Here's my sample benchmarking code:

Vector3d right; Vector3d forward(1.0, 2.2, 3.6); Vector3d up(3.2, 1.4, 23.6);

 clock_t start = clock(); for (long l=0; l < 100000000; l++) { Vector3d::CrossAndAssign(forward, up, right); // static inline version } clock_t end = clock(); std::cout << end - start << endl; clock_t start2 = clock(); for (long l=0; l<100000000; l++) { FastVectorCrossAndAssign(forward, up, right); // macro version } clock_t end2 = clock(); std::cout << end2 - start2 << endl;

The end result: With optimizations turned completely off, the inline version takes 3200 ticks, and the macro version 500 ticks... With optimization turned on (/O2, maximize speed, and other speed tweaks), I can get the inline version down to 1100 ticks, which is better but still not the same.

So I appeal to all of you: is this really true? Have I made a stupid mistake somewhere? Or are inline functions really this much slower -- and if so, why?

Yes, changing code and not checking that it produces the same result is the mother of stupid mistakes. — Hans Passant
– Hans Passant, Commented Sep 28, 2010 at 7:24
Question: you did perform the tests with optimizations enabled right ? It is customary for compilers not to inline everything in debug because an inline function does not appear in the stack-frame, making it harder to debug. — Matthieu M.
– Matthieu M., Commented Sep 28, 2010 at 7:45
"With optimizations turned completely off, the inline version takes [longer]". Well, what do you expect when you turn off inlining?? — sbi
– sbi, Commented Sep 28, 2010 at 8:57

Sjoerd · Accepted Answer · 2010-09-29 23:42:55Z

NOTE: After posting this answer, the original question was edited to remove this problem. I'll leave the answer as it is instructive on several levels.

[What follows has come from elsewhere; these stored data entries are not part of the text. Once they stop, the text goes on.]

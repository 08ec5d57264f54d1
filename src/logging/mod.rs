// githerd: submodule-aware git housekeeping
//
// SPDX-FileCopyrightText: 2026 githerd contributors
// SPDX-License-Identifier: GPL-3.0-or-later

//! Logging infrastructure using the `tracing` ecosystem.
//!
//! ```text
//! init_logging(&LogConfig)
//!        |
//!        v
//!    registry
//!    |       |
//!    v       v
//! Console   File (optional)
//! EnvFilter EnvFilter
//! ANSI      non_blocking
//!           FmtSpan::CLOSE
//!        |
//!        v
//!    LogGuard (flush on drop)
//!
//! LogLevel:  0=SILENT  1=ERROR  2=WARN  3=INFO
//!            4=DEBUG   5=TRACE
//! ```
//!
//! Diagnostics go through `tracing`; the notices a user is meant to read go
//! through [`crate::notify`] instead. Git command lines, working directories
//! and raw output land here at debug/trace.

use anyhow::Context;
use bon::Builder;
use serde::{Deserialize, Deserializer, Serialize, Serializer};
use std::path::Path;
use tracing_appender::non_blocking::WorkerGuard;
use tracing_subscriber::{
    EnvFilter, Layer,
    fmt::{self, format::FmtSpan},
    layer::SubscriberExt,
    util::SubscriberInitExt,
};

use crate::error::{ConfigError, Result};

/// Log level (0-5) for configuration.
///
/// - 0: Silent - no output at all
/// - 1: Error - only errors
/// - 2: Warn - errors and warnings
/// - 3: Info - default, general information
/// - 4: Debug - per-command diagnostics (command lines, decisions)
/// - 5: Trace - very verbose, includes raw git output lines
#[derive(Debug, Clone, Copy, PartialEq, Eq)]
pub struct LogLevel(u8);

impl Default for LogLevel {
    fn default() -> Self {
        Self::INFO
    }
}

impl LogLevel {
    pub const SILENT: Self = Self(0);
    pub const ERROR: Self = Self(1);
    pub const WARN: Self = Self(2);
    pub const INFO: Self = Self(3);
    pub const DEBUG: Self = Self(4);
    pub const TRACE: Self = Self(5);

    /// Create a new `LogLevel` from a u8 value (0-5).
    ///
    /// # Errors
    ///
    /// Returns a `ConfigError::InvalidValue` if the level is greater than 5.
    pub fn new(level: u8) -> std::result::Result<Self, ConfigError> {
        if level <= 5 {
            Ok(Self(level))
        } else {
            Err(ConfigError::InvalidValue {
                section: "global".to_string(),
                key: "log_level".to_string(),
                message: format!("log level must be 0-5, got {level}"),
            })
        }
    }

    /// Get the raw u8 value.
    #[must_use]
    pub const fn as_u8(&self) -> u8 {
        self.0
    }

    /// Convert from integer value (saturating at TRACE level).
    #[must_use]
    pub const fn from_int(level: i32) -> Self {
        match level {
            0 => Self::SILENT,
            1 => Self::ERROR,
            2 => Self::WARN,
            3 => Self::INFO,
            4 => Self::DEBUG,
            _ => Self::TRACE,
        }
    }

    /// Convert from u8 value, returning None if out of range.
    #[must_use]
    pub const fn from_u8(level: u8) -> Option<Self> {
        if level <= 5 { Some(Self(level)) } else { None }
    }

    /// Convert to `EnvFilter` directive string.
    #[must_use]
    pub const fn to_filter_string(self) -> &'static str {
        match self.0 {
            0 => "off",
            1 => "error",
            2 => "warn",
            3 => "info",
            4 => "debug",
            _ => "trace",
        }
    }
}

impl TryFrom<u8> for LogLevel {
    type Error = ConfigError;

    fn try_from(value: u8) -> std::result::Result<Self, Self::Error> {
        Self::new(value)
    }
}

impl From<LogLevel> for u8 {
    fn from(level: LogLevel) -> Self {
        level.0
    }
}

impl Serialize for LogLevel {
    fn serialize<S>(&self, serializer: S) -> std::result::Result<S::Ok, S::Error>
    where
        S: Serializer,
    {
        serializer.serialize_u8(self.0)
    }
}

impl<'de> Deserialize<'de> for LogLevel {
    fn deserialize<D>(deserializer: D) -> std::result::Result<Self, D::Error>
    where
        D: Deserializer<'de>,
    {
        let value = u8::deserialize(deserializer)?;
        Self::new(value).map_err(serde::de::Error::custom)
    }
}

/// Configuration for the logging system.
#[derive(Debug, Clone, Builder)]
pub struct LogConfig {
    #[builder(setters(name = with_console_level), default = LogLevel::INFO)]
    console_level: LogLevel,
    #[builder(setters(name = with_file_level), default = LogLevel::TRACE)]
    file_level: LogLevel,
    #[builder(setters(name = with_log_file))]
    log_file: Option<String>,
    #[builder(setters(name = with_show_target), default = false)]
    show_target: bool,
}

impl Default for LogConfig {
    fn default() -> Self {
        Self::builder().build()
    }
}

impl LogConfig {
    /// Get the console log level.
    #[must_use]
    pub const fn console_level(&self) -> LogLevel {
        self.console_level
    }

    /// Get the file log level.
    #[must_use]
    pub const fn file_level(&self) -> LogLevel {
        self.file_level
    }

    /// Get the log file path if set.
    #[must_use]
    pub fn log_file(&self) -> Option<&str> {
        self.log_file.as_deref()
    }

    /// Check if target (module path) should be shown in output.
    #[must_use]
    pub const fn show_target(&self) -> bool {
        self.show_target
    }
}

/// RAII guard that keeps the logging system alive.
/// When dropped, flushes all pending log writes.
pub struct LogGuard {
    _file_guard: Option<WorkerGuard>,
}

/// Initialize the logging system with the given configuration.
///
/// Returns a guard that must be kept alive for the duration of the program.
/// When the guard is dropped, pending logs are flushed.
///
/// # Arguments
///
/// * `config` - Logging configuration
///
/// # Errors
///
/// Returns an error if the log directory or file cannot be created.
///
/// # Example
///
/// ```no_run
/// use githerd::logging::{init_logging, LogConfig, LogLevel};
///
/// let config = LogConfig::builder()
///     .with_console_level(LogLevel::INFO)
///     .with_file_level(LogLevel::DEBUG)
///     .with_log_file("herd.log".to_string())
///     .build();
///
/// let _guard = init_logging(&config).expect("Failed to initialize logging");
/// tracing::info!("Logging initialized");
/// ```
pub fn init_logging(config: &LogConfig) -> Result<LogGuard> {
    // Build console layer
    let console_filter = EnvFilter::new(config.console_level().to_filter_string());

    let console_layer = fmt::layer()
        .with_target(config.show_target())
        .with_level(true)
        .with_ansi(true)
        .with_filter(console_filter);

    // Build file layer if log file is specified
    let (file_layer, file_guard) = if let Some(log_path) = config.log_file() {
        let log_path = Path::new(log_path);

        // Create parent directory if needed
        if let Some(parent) = log_path.parent()
            && !parent.as_os_str().is_empty()
        {
            std::fs::create_dir_all(parent)
                .with_context(|| format!("failed to create log directory {}", parent.display()))?;
        }

        let file = std::fs::File::create(log_path)
            .with_context(|| format!("failed to create log file {}", log_path.display()))?;
        let (non_blocking, guard) = tracing_appender::non_blocking(file);

        let file_filter = EnvFilter::new(config.file_level().to_filter_string());

        let layer = fmt::layer()
            .with_writer(non_blocking)
            .with_target(true)
            .with_level(true)
            .with_ansi(false)
            .with_span_events(FmtSpan::CLOSE)
            .with_filter(file_filter);

        (Some(layer), Some(guard))
    } else {
        (None, None)
    };

    // Initialize the subscriber
    tracing_subscriber::registry()
        .with(console_layer)
        .with(file_layer)
        .init();

    Ok(LogGuard {
        _file_guard: file_guard,
    })
}

#[cfg(test)]
mod tests;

The loops differ in what they do!

if we manually expand the macro, we get:

for (long l=0; l<100000000; l++) right.m_tX = forward.m_tY * up.m_tZ - forward.m_tZ * up.m_tY; right.m_tY = forward.m_tZ * up.m_tX - forward.m_tX * up.m_tZ; right.m_tZ = forward.m_tX * up.m_tY - forward.m_tY * up.m_tX;

Note the absense of curly brackets. So the compiler sees this as:

for (long l=0; l<100000000; l++) { right.m_tX = forward.m_tY * up.m_tZ - forward.m_tZ * up.m_tY; } right.m_tY = forward.m_tZ * up.m_tX - forward.m_tX * up.m_tZ; right.m_tZ = forward.m_tX * up.m_tY - forward.m_tY * up.m_tX;

Which makes it obvious why the second loop is so much faster.

Udpate: This is also a good example of why macros are evil :)

Oh, thank you for giving this perfect example why one should always use braces, even for one-liner bodies. Absolutely +1, eagle eye!
I wouldn't say that macros are evil per se, though. They bite you when you're careless (like, not wrapping a multiple-line macro in do { ... } while (0)).
@DevSolar: why wrapping a macro in do { ... } while(0) when { ... } works perfectly ? Is it this important to force the user to put a semi colon after it ?
@Matthieu M.: Yes it is. 1) Omitting the semicolon results in compiler error, forcing the macro call to mimick a proper function call. (Makes it easier when you want to change the macro into a function later on.) But more important, 2) try using your { ... } macro in the if part of a if ... else. Suddenly you must not put the semicolon... Also see c-faq.com/cpp/multistmt.html
Submitter response: Ack, in optimizing my posted code for readability I removed what seemed like extraneous braces. In my real code, the braces are there, and the loop does do exactly what you would expect it should do. I've updated the sample. So unfortunately, this is not the answer.

Philipp · Accepted Answer · 2010-09-28 06:35:47Z

please note that if you use the inline keyword, this is only a hint for the compiler. If you turn optimizations off, this might cause the compiler not to inline the function. You should go to Project Settings/C++/Optimization/ and make sure to turn Optimization on. What settings have you used for "Inline Function Expansion"?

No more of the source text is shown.